--- Available records Enclosed Below ---

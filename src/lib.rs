pub mod api_client;
pub mod batch_aggregator;
pub mod color_scale;
pub mod columns;
pub mod data_fetch;
pub mod env_loader;
pub mod error;
pub mod excel_writer;
pub mod models;
pub mod ontology;
pub mod projection;
pub mod selection;
pub mod view_scope;
pub mod views;
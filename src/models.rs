use serde::{Deserialize, Deserializer, Serialize};

use crate::projection::CategoryScored;
use crate::selection::HasDetails;

// Raw records as returned by the platform API. Every nested collection
// defaults to empty so a missing or null field never fails deserialization.

fn nullable<'de, D, T>(deserializer: D) -> Result<T, D::Error>
where
    D: Deserializer<'de>,
    T: Default + Deserialize<'de>,
{
    Ok(Option::<T>::deserialize(deserializer)?.unwrap_or_default())
}

#[derive(Debug, Clone, Default, PartialEq, Serialize, Deserialize)]
pub struct DiseaseRef {
    #[serde(deserialize_with = "nullable")]
    pub id: String,
    #[serde(default, deserialize_with = "nullable")]
    pub name: String,
}

#[derive(Debug, Clone, PartialEq, Serialize, Deserialize)]
#[serde(rename_all = "camelCase")]
pub struct DatatypeScore {
    #[serde(deserialize_with = "nullable")]
    pub component_id: String,
    #[serde(default)]
    pub score: Option<f64>,
}

#[derive(Debug, Clone, PartialEq, Serialize, Deserialize)]
#[serde(rename_all = "camelCase")]
pub struct DiseaseAssociation {
    pub disease: DiseaseRef,
    #[serde(default)]
    pub score: f64,
    #[serde(default, deserialize_with = "nullable")]
    pub datatype_scores: Vec<DatatypeScore>,
}

#[derive(Debug, Clone, Default, PartialEq, Serialize, Deserialize)]
#[serde(rename_all = "camelCase")]
pub struct TargetRef {
    #[serde(deserialize_with = "nullable")]
    pub id: String,
    #[serde(default)]
    pub approved_symbol: Option<String>,
}

#[derive(Debug, Clone, Default, PartialEq, Serialize, Deserialize)]
pub struct Species {
    #[serde(default)]
    pub mnemonic: Option<String>,
}

#[derive(Debug, Clone, Default, PartialEq, Serialize, Deserialize)]
#[serde(rename_all = "camelCase")]
pub struct DetectionMethod {
    #[serde(default)]
    pub short_name: Option<String>,
}

#[derive(Debug, Clone, Default, PartialEq, Serialize, Deserialize)]
#[serde(rename_all = "camelCase", default)]
pub struct InteractionEvidence {
    pub interaction_identifier: Option<String>,
    pub interaction_type_short_name: Option<String>,
    pub host_organism_scientific_name: Option<String>,
    pub interaction_detection_method_short_name: Option<String>,
    #[serde(deserialize_with = "nullable")]
    pub participant_detection_method_a: Vec<DetectionMethod>,
    #[serde(deserialize_with = "nullable")]
    pub participant_detection_method_b: Vec<DetectionMethod>,
    pub expansion_method_short_name: Option<String>,
    pub evidence_score: Option<f64>,
    pub pubmed_id: Option<String>,
}

/// One interaction partner of the queried target with its supporting evidence.
#[derive(Debug, Clone, Default, PartialEq, Serialize, Deserialize)]
#[serde(rename_all = "camelCase", default)]
pub struct Interaction {
    pub int_a: Option<String>,
    pub int_b: Option<String>,
    pub target_b: Option<TargetRef>,
    pub species_b: Option<Species>,
    #[serde(alias = "scoring")]
    pub score: Option<f64>,
    pub count: Option<i64>,
    #[serde(deserialize_with = "nullable")]
    pub evidences: Vec<InteractionEvidence>,
}

impl Interaction {
    /// Approved symbol of the partner when it is a known target, otherwise its raw id.
    pub fn partner_label(&self) -> String {
        self.target_b
            .as_ref()
            .and_then(|t| t.approved_symbol.clone())
            .or_else(|| self.int_b.clone())
            .unwrap_or_default()
    }
}

impl HasDetails for Interaction {
    type Detail = InteractionEvidence;

    fn details(&self) -> &[InteractionEvidence] {
        &self.evidences
    }
}

impl CategoryScored for InteractionEvidence {
    fn category_id(&self) -> Option<&str> {
        self.interaction_detection_method_short_name.as_deref()
    }

    fn category_score(&self) -> Option<f64> {
        self.evidence_score
    }
}

impl CategoryScored for DatatypeScore {
    fn category_id(&self) -> Option<&str> {
        Some(&self.component_id)
    }

    fn category_score(&self) -> Option<f64> {
        self.score
    }
}

#[derive(Debug, Clone, Default, PartialEq, Serialize, Deserialize)]
#[serde(rename_all = "camelCase", default)]
pub struct OrganSystem {
    pub code: Option<String>,
    pub mapped_term: Option<String>,
    pub preferred_term: Option<String>,
}

#[derive(Debug, Clone, Default, PartialEq, Serialize, Deserialize)]
#[serde(rename_all = "camelCase", default)]
pub struct EffectGroup {
    #[serde(deserialize_with = "nullable")]
    pub group_key: String,
    #[serde(deserialize_with = "nullable")]
    pub terms: Vec<String>,
}

#[derive(Debug, Clone, Default, PartialEq, Serialize, Deserialize)]
#[serde(rename_all = "camelCase", default)]
pub struct SafetyReference {
    pub pubmed_id: Option<String>,
    pub ref_link: Option<String>,
    pub pub_url: Option<String>,
    pub ref_label: Option<String>,
}

#[derive(Debug, Clone, Default, PartialEq, Serialize, Deserialize)]
#[serde(rename_all = "camelCase", default)]
pub struct AdverseEffect {
    #[serde(deserialize_with = "nullable")]
    pub organs_systems_affected: Vec<OrganSystem>,
    #[serde(deserialize_with = "nullable")]
    pub activation_effects: Vec<EffectGroup>,
    #[serde(deserialize_with = "nullable")]
    pub inhibition_effects: Vec<EffectGroup>,
    #[serde(deserialize_with = "nullable")]
    pub references: Vec<SafetyReference>,
}

#[derive(Debug, Clone, Default, PartialEq, Serialize, Deserialize)]
#[serde(rename_all = "camelCase", default)]
pub struct SafetyRisk {
    #[serde(deserialize_with = "nullable")]
    pub organs_systems_affected: Vec<OrganSystem>,
    pub safety_liability: Option<String>,
    #[serde(deserialize_with = "nullable")]
    pub references: Vec<SafetyReference>,
}

#[derive(Debug, Clone, Default, PartialEq, Serialize, Deserialize)]
#[serde(rename_all = "camelCase", default)]
pub struct SafetyProfile {
    #[serde(deserialize_with = "nullable")]
    pub adverse_effects: Vec<AdverseEffect>,
    #[serde(deserialize_with = "nullable")]
    pub safety_risk_info: Vec<SafetyRisk>,
}

#[derive(Debug, Clone, Default, PartialEq, Serialize, Deserialize)]
#[serde(rename_all = "camelCase", default)]
pub struct TopLevelPathway {
    #[serde(deserialize_with = "nullable")]
    pub id: String,
    #[serde(deserialize_with = "nullable")]
    pub name: String,
    #[serde(deserialize_with = "nullable")]
    pub is_associated: bool,
}

#[derive(Debug, Clone, Default, PartialEq, Serialize, Deserialize)]
#[serde(default)]
pub struct PathwayRef {
    #[serde(deserialize_with = "nullable")]
    pub id: String,
    #[serde(deserialize_with = "nullable")]
    pub name: String,
}

#[derive(Debug, Clone, Default, PartialEq, Serialize, Deserialize)]
#[serde(default)]
pub struct LowLevelPathway {
    #[serde(deserialize_with = "nullable")]
    pub id: String,
    #[serde(deserialize_with = "nullable")]
    pub name: String,
    #[serde(deserialize_with = "nullable")]
    pub parents: Vec<PathwayRef>,
}

#[derive(Debug, Clone, Default, PartialEq, Serialize, Deserialize)]
#[serde(rename_all = "camelCase", default)]
pub struct Pathways {
    #[serde(deserialize_with = "nullable")]
    pub top_level_pathways: Vec<TopLevelPathway>,
    #[serde(deserialize_with = "nullable")]
    pub low_level_pathways: Vec<LowLevelPathway>,
}

// Target-disease genetic evidence.

#[derive(Debug, Clone, Default, PartialEq, Serialize, Deserialize)]
#[serde(default)]
pub struct VariantConsequence {
    #[serde(deserialize_with = "nullable")]
    pub id: String,
    pub label: Option<String>,
}

#[derive(Debug, Clone, Default, PartialEq, Serialize, Deserialize)]
#[serde(rename_all = "camelCase", default)]
pub struct PhewasEvidence {
    pub disease: DiseaseRef,
    pub disease_from_source: Option<String>,
    pub variant_rs_id: Option<String>,
    pub variant_functional_consequence: Option<VariantConsequence>,
    pub resource_score: Option<f64>,
    pub study_cases: Option<i64>,
    pub odds_ratio: Option<f64>,
}

#[derive(Debug, Clone, Default, PartialEq, Serialize, Deserialize)]
#[serde(rename_all = "camelCase", default)]
pub struct Gene2PhenotypeEvidence {
    pub disease: DiseaseRef,
    pub disease_from_source: Option<String>,
    pub allelic_requirements: Option<Vec<String>>,
    pub confidence: Option<String>,
    pub target: Option<TargetRef>,
    #[serde(deserialize_with = "nullable")]
    pub literature: Vec<String>,
}

#[derive(Debug, Clone, Default, PartialEq, Serialize, Deserialize)]
#[serde(rename_all = "camelCase", default)]
pub struct MutatedSamples {
    pub number_mutated_samples: Option<i64>,
    pub number_samples_tested: Option<i64>,
}

#[derive(Debug, Clone, Default, PartialEq, Serialize, Deserialize)]
#[serde(rename_all = "camelCase", default)]
pub struct IntOgenEvidence {
    pub disease: DiseaseRef,
    #[serde(deserialize_with = "nullable")]
    pub variations: Vec<MutatedSamples>,
    pub resource_score: Option<f64>,
    pub significant_driver_methods: Option<Vec<String>>,
    pub cohort_id: Option<String>,
    pub cohort_short_name: Option<String>,
    pub cohort_description: Option<String>,
    pub target: Option<TargetRef>,
}

impl IntOgenEvidence {
    /// Approved symbol of the evidence target, if reported.
    pub fn target_symbol(&self) -> Option<&str> {
        self.target.as_ref().and_then(|t| t.approved_symbol.as_deref())
    }
}

// Shaped rows handed to the association table.

/// Score of one data type for one association; absent data types carry the default.
#[derive(Debug, Clone, PartialEq, Serialize)]
#[serde(rename_all = "camelCase")]
pub struct DataTypeScore {
    pub data_type_id: String,
    pub score: f64,
}

#[derive(Debug, Clone, PartialEq, Serialize)]
#[serde(rename_all = "camelCase")]
pub struct AssociationRow {
    pub disease: DiseaseRef,
    pub target_id: String,
    pub score: f64,
    pub scores_by_data_type: Vec<DataTypeScore>,
    pub therapeutic_areas: Vec<String>,
}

--- End of Enclosed Available records ---

When a line in the listing has the string "models" in it, return that line.

Answer to this task:
pub mod models;
filename src/models.rs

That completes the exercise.